**Entries supplied**
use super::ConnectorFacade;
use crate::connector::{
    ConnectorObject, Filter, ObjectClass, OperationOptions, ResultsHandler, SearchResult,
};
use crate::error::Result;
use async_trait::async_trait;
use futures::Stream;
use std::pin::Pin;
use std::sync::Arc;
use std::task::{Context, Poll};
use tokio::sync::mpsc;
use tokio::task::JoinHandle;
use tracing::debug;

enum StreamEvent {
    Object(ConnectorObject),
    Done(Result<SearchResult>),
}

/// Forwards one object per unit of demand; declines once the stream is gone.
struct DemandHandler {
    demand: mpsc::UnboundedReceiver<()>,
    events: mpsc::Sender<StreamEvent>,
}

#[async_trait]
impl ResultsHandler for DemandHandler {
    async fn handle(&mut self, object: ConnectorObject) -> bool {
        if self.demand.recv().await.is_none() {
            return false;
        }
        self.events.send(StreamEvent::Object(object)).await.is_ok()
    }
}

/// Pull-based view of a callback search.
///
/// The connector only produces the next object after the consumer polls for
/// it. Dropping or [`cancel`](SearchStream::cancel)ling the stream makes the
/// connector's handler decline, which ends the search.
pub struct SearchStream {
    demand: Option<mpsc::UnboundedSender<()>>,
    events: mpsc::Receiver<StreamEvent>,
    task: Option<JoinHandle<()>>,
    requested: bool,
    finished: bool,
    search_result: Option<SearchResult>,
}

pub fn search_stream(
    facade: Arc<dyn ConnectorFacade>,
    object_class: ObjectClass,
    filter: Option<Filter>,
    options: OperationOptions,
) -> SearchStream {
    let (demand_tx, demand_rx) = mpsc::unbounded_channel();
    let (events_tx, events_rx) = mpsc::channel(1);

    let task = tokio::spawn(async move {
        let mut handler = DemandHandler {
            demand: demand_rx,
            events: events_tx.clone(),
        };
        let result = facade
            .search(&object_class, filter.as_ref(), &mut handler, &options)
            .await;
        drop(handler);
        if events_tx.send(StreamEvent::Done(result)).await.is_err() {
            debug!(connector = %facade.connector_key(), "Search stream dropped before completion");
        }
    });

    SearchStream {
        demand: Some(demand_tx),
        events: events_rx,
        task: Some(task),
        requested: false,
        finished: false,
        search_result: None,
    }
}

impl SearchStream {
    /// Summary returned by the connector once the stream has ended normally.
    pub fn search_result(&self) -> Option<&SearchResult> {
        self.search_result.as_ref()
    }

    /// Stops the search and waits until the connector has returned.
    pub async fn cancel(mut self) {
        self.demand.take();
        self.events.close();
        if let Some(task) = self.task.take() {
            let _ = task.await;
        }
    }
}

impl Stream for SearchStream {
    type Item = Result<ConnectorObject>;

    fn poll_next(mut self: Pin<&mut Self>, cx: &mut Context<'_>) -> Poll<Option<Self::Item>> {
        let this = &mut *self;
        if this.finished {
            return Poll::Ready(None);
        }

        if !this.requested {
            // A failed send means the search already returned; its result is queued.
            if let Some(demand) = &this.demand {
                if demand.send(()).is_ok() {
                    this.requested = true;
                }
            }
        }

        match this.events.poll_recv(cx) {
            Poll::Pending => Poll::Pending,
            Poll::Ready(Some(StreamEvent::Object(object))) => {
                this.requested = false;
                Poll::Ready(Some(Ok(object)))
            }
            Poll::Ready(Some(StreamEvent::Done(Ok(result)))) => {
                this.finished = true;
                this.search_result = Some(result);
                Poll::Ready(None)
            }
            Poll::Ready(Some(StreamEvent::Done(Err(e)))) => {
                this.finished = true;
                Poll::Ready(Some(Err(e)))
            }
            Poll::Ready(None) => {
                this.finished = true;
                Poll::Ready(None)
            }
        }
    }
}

---

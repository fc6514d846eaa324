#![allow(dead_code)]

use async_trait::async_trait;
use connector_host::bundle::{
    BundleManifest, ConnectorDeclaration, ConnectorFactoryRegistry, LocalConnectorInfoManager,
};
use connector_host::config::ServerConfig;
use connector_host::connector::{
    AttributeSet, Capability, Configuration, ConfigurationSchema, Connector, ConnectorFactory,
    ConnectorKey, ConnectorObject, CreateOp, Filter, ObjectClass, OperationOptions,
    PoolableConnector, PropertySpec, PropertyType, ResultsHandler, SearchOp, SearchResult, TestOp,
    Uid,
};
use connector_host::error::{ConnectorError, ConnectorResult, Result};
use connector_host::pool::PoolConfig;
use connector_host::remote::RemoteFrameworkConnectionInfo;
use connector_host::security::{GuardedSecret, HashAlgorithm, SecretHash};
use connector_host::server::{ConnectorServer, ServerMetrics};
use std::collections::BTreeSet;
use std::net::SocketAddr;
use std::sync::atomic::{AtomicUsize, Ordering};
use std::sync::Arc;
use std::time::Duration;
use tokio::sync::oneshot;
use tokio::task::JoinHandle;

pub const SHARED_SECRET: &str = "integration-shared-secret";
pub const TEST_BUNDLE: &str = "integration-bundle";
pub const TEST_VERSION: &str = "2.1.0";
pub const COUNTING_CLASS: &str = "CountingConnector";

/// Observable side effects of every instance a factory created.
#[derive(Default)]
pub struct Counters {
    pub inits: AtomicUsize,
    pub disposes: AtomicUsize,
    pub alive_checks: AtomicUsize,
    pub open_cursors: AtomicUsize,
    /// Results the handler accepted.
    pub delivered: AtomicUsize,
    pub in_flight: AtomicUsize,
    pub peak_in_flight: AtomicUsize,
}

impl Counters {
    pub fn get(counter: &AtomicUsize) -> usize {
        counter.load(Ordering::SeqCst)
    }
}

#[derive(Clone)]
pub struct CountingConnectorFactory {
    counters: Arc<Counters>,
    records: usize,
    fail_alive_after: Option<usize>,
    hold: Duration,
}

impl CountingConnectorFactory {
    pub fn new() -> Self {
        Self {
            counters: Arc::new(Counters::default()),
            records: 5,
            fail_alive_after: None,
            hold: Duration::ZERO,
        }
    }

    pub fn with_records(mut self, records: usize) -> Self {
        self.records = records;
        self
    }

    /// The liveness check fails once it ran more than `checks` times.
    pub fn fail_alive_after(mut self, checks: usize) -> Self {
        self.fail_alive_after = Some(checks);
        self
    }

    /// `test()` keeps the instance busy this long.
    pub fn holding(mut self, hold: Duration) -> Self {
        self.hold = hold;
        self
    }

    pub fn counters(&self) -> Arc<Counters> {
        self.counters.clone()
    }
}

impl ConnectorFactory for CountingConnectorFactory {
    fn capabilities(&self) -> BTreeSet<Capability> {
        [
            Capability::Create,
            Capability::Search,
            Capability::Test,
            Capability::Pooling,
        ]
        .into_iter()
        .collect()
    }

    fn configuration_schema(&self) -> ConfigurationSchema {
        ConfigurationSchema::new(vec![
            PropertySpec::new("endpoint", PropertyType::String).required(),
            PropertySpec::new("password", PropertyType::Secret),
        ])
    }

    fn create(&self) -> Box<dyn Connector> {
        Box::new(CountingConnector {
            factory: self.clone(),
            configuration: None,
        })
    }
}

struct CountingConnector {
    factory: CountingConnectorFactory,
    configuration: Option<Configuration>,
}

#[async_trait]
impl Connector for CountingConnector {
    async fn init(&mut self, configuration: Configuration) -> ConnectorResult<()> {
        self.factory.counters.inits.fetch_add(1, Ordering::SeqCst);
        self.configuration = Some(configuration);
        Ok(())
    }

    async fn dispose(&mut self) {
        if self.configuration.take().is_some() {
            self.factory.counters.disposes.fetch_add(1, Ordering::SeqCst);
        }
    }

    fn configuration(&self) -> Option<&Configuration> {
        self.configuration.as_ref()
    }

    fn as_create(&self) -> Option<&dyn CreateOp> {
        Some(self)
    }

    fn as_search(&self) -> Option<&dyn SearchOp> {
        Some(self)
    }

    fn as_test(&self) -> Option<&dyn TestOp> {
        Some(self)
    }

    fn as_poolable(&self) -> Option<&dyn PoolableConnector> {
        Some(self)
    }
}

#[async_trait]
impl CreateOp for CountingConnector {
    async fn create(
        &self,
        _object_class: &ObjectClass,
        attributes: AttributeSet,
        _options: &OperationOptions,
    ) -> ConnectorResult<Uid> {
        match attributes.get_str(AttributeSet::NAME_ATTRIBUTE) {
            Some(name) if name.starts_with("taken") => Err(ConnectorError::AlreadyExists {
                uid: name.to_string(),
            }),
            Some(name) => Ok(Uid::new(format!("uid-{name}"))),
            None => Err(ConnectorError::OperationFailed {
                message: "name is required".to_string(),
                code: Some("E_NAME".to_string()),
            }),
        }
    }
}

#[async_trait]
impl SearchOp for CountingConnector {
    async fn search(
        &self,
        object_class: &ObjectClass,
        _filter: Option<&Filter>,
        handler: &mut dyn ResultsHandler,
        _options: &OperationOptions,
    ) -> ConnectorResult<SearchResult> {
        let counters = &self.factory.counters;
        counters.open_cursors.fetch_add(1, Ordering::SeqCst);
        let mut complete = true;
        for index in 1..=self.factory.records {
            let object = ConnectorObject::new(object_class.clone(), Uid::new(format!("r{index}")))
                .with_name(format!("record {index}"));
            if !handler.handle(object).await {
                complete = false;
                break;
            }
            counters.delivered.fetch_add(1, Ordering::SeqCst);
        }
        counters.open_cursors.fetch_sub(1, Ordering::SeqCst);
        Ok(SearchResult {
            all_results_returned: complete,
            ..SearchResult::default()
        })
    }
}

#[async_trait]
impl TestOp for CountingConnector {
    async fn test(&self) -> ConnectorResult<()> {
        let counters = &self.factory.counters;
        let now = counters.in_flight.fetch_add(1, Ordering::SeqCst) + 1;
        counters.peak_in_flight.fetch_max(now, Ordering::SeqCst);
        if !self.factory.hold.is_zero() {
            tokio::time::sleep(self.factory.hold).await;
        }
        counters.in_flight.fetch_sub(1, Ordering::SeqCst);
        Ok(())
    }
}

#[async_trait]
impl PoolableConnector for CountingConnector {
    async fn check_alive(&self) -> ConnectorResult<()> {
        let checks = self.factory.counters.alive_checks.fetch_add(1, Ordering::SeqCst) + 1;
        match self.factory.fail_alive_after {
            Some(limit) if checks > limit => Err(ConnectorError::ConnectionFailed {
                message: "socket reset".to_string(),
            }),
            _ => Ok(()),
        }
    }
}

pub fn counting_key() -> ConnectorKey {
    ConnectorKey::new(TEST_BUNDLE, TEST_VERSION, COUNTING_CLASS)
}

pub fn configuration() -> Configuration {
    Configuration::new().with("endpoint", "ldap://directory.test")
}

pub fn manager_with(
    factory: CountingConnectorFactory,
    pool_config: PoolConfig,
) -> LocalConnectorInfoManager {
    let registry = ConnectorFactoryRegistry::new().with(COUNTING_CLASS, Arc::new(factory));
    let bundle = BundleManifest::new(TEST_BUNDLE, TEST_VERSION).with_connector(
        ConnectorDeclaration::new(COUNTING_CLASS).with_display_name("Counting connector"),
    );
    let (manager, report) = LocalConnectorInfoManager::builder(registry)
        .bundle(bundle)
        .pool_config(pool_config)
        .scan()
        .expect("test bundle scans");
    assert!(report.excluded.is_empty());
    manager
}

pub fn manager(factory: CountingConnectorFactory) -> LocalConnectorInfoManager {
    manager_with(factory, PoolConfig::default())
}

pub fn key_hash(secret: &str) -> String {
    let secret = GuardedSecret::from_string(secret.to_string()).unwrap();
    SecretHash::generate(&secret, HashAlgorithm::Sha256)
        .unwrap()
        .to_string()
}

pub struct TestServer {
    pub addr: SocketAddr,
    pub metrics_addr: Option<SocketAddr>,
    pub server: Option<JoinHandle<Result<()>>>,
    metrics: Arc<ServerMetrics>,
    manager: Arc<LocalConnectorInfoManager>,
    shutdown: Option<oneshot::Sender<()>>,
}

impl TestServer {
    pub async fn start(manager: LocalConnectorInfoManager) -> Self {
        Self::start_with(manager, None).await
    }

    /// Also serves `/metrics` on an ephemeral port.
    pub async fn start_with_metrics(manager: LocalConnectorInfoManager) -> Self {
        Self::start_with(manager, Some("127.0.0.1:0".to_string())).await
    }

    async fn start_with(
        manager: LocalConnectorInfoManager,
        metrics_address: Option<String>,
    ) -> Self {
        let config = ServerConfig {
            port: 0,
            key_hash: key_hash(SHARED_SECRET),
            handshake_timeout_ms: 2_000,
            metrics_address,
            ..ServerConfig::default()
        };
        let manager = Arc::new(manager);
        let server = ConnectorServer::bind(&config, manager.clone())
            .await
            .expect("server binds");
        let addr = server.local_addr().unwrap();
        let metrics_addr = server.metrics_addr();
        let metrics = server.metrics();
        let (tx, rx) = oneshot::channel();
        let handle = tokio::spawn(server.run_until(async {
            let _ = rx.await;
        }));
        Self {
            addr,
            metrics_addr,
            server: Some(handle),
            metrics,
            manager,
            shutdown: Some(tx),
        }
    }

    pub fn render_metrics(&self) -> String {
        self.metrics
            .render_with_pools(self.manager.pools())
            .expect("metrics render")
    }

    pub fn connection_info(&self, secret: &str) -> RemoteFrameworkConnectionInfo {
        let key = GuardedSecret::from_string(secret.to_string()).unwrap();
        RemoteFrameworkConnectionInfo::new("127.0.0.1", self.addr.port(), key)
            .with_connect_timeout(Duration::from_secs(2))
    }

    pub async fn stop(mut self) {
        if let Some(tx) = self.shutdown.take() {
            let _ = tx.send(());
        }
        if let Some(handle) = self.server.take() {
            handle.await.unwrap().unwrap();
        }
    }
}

**Instructions for the task**
Take from the listing above each line that contains the string "index".

**Task solution**
        for index in 1..=self.factory.records {
            let object = ConnectorObject::new(object_class.clone(), Uid::new(format!("r{index}")))
                .with_name(format!("record {index}"));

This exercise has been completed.